* TASK BRIEF
In the material below, find each line holding the string "payload" and copy it.

── RECORDS FOR PROCESSING ──

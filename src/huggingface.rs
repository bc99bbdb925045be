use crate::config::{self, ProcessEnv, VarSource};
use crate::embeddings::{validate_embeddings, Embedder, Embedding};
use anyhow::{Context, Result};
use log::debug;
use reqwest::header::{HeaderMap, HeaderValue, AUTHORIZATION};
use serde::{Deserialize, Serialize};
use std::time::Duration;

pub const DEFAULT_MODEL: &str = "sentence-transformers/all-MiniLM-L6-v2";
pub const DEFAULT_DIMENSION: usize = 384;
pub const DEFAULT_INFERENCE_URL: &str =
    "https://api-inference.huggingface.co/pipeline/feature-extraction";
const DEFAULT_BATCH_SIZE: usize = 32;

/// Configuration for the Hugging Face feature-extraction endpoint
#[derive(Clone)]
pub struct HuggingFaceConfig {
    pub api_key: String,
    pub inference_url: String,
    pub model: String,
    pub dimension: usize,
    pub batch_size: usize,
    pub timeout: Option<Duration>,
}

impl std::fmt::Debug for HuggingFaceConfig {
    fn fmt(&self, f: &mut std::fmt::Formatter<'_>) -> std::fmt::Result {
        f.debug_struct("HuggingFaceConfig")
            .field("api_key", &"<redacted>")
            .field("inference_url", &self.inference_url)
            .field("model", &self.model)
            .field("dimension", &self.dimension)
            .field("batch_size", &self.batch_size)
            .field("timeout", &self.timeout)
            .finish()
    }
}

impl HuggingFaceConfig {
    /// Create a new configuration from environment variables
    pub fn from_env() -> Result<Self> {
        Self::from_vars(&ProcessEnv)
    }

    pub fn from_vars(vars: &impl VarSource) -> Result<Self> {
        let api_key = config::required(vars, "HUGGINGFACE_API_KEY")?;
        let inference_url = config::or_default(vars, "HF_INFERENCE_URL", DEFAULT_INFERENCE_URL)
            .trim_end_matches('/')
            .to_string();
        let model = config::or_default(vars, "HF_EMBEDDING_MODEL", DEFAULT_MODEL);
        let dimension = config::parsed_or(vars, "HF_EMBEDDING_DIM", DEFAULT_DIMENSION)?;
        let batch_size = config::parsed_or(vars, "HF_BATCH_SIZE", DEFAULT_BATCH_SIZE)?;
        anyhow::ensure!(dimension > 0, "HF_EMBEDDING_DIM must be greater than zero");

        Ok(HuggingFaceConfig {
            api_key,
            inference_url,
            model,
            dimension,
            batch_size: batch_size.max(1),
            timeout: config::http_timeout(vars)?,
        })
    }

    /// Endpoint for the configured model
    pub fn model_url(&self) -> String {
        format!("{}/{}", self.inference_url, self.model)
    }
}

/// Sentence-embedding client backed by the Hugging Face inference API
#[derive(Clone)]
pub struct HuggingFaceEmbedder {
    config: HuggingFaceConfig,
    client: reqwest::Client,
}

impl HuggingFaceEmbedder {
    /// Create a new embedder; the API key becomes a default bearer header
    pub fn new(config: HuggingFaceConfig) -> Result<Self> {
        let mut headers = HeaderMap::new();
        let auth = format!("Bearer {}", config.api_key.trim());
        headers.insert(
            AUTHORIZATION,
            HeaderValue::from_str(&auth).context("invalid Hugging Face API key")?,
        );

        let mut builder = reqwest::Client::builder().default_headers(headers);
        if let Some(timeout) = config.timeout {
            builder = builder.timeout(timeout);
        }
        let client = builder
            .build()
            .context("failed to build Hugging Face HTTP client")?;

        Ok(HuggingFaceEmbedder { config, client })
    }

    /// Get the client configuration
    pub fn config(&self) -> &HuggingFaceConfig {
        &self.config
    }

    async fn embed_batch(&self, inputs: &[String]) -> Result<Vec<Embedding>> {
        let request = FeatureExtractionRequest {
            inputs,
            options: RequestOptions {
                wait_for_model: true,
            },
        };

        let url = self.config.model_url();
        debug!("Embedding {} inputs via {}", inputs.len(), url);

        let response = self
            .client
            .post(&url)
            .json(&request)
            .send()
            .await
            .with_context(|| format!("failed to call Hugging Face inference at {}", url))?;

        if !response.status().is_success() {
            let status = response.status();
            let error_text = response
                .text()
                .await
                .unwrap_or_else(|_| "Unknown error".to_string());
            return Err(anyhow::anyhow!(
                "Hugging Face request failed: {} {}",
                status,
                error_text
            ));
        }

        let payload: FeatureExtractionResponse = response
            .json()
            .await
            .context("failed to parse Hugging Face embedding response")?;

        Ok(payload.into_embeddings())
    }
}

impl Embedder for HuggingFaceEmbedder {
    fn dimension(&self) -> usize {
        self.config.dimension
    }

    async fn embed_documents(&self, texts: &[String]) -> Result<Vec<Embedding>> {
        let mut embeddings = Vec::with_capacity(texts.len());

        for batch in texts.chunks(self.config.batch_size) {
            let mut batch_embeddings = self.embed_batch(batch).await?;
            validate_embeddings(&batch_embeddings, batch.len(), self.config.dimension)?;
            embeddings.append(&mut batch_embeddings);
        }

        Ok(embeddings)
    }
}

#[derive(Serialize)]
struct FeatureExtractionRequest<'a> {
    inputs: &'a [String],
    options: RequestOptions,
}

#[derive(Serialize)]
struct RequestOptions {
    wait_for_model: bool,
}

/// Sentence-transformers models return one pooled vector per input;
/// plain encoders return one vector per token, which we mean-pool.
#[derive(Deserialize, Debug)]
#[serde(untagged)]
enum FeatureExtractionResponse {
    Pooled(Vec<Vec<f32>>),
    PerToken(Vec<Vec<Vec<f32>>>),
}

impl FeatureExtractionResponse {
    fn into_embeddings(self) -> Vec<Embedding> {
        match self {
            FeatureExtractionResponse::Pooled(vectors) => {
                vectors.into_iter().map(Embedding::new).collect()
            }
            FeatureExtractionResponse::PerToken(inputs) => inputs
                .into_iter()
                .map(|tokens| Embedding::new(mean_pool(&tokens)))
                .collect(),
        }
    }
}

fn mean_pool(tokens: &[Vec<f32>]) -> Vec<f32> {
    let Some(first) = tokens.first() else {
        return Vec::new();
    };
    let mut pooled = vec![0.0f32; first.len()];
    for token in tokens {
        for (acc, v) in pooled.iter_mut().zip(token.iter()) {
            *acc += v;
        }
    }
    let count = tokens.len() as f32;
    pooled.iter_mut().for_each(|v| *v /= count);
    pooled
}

───
── RECORDS FOR PROCESSING ──

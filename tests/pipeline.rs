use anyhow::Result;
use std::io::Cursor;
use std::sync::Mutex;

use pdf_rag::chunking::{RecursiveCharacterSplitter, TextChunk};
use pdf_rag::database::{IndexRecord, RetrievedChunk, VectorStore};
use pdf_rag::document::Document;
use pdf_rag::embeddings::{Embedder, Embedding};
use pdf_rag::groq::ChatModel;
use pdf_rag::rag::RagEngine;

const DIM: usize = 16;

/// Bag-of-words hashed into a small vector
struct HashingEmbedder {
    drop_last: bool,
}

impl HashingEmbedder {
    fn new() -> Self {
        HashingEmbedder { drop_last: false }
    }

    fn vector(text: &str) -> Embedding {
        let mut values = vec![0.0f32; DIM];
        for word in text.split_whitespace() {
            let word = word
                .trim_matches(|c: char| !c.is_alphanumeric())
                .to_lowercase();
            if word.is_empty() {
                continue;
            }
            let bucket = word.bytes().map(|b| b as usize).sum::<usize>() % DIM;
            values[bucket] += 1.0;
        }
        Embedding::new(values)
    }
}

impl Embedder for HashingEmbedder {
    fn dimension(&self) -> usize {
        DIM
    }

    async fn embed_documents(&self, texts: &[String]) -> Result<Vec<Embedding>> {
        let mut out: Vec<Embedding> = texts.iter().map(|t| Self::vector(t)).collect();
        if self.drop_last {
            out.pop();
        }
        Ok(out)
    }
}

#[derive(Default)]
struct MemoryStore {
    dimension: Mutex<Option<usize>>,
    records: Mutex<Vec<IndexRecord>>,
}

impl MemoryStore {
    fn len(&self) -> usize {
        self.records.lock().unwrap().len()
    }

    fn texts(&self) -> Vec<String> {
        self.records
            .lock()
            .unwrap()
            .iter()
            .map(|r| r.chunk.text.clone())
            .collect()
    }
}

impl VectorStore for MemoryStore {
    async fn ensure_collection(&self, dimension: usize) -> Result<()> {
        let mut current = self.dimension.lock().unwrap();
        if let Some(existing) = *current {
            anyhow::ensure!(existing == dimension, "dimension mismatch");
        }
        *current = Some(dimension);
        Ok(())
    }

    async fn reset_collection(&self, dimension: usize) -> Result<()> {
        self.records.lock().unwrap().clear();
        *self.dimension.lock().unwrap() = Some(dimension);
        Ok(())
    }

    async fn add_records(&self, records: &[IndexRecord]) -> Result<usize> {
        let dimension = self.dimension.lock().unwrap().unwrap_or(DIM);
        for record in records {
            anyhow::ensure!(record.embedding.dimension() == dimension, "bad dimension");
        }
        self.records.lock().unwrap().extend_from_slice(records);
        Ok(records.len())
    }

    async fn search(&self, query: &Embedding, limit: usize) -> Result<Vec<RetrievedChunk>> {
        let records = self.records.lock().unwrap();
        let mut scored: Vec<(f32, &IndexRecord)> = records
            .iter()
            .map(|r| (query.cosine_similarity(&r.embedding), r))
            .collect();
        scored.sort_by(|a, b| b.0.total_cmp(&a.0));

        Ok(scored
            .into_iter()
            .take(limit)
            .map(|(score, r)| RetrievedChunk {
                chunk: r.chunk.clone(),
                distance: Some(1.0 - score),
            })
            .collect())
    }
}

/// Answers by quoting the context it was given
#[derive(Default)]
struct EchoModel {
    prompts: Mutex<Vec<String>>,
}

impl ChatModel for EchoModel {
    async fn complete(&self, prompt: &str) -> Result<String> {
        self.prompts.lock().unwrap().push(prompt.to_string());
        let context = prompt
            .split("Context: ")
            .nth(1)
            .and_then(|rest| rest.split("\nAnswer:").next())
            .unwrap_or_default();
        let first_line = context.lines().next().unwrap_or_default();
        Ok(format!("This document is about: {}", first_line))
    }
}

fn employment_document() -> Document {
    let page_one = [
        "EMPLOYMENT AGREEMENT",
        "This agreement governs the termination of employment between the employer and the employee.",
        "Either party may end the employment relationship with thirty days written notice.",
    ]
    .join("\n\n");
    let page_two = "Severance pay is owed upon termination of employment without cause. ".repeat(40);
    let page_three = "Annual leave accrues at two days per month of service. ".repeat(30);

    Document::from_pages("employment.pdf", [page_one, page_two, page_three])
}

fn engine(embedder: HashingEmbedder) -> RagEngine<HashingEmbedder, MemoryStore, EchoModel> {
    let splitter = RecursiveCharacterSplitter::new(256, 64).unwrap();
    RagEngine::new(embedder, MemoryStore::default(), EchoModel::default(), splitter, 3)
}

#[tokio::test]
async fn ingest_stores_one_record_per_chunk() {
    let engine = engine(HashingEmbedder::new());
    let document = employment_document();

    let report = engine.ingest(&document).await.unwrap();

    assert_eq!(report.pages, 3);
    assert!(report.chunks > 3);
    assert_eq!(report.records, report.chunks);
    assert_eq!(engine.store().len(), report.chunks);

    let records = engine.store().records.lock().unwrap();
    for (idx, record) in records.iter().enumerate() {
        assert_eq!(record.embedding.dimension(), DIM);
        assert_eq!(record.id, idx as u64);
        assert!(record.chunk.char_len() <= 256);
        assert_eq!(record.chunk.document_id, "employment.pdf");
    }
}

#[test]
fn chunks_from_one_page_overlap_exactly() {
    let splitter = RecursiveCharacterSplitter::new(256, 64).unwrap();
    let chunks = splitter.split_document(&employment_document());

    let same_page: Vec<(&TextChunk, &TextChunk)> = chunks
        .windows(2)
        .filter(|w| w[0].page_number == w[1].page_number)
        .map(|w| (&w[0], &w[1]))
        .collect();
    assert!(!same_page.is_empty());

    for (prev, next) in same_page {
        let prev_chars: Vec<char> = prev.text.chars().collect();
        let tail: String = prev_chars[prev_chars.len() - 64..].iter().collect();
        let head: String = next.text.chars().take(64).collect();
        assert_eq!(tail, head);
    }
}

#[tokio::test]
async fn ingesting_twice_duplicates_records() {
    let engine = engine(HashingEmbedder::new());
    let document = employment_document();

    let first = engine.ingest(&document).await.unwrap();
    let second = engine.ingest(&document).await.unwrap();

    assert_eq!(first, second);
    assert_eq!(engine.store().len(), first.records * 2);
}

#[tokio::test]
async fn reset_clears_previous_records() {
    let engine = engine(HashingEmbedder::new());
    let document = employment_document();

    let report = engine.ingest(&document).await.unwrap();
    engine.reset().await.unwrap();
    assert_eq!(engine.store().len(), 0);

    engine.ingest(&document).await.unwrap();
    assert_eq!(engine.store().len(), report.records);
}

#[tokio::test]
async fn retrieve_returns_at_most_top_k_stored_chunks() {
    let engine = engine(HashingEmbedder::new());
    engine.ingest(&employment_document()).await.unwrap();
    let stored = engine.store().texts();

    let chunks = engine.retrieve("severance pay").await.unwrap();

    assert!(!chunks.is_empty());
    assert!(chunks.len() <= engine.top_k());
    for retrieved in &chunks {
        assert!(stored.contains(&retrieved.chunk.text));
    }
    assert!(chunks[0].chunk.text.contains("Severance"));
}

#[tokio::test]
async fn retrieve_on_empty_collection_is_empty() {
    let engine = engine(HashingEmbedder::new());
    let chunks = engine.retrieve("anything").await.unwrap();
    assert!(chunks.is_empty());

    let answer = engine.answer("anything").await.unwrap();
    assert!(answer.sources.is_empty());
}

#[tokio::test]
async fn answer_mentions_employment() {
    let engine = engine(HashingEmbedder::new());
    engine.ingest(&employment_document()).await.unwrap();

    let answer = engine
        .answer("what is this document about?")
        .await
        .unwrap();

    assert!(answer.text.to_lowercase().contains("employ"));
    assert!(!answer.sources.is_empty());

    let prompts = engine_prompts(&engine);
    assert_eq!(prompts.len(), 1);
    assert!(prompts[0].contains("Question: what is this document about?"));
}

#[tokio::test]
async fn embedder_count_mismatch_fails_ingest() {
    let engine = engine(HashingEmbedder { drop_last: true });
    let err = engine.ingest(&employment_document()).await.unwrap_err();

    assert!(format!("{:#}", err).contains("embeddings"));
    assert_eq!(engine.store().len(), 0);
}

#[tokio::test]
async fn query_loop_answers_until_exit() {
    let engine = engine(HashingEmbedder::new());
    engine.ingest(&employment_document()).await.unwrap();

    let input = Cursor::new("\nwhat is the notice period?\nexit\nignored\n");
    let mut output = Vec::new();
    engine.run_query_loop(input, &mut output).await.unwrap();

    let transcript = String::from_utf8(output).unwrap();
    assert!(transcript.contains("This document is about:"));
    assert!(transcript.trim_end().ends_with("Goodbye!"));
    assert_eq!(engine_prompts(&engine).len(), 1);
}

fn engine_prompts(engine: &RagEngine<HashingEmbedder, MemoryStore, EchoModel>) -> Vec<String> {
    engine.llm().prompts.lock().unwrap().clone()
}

───

* OUTPUT OF THE EXERCISE
        let payload: FeatureExtractionResponse = response
        Ok(payload.into_embeddings())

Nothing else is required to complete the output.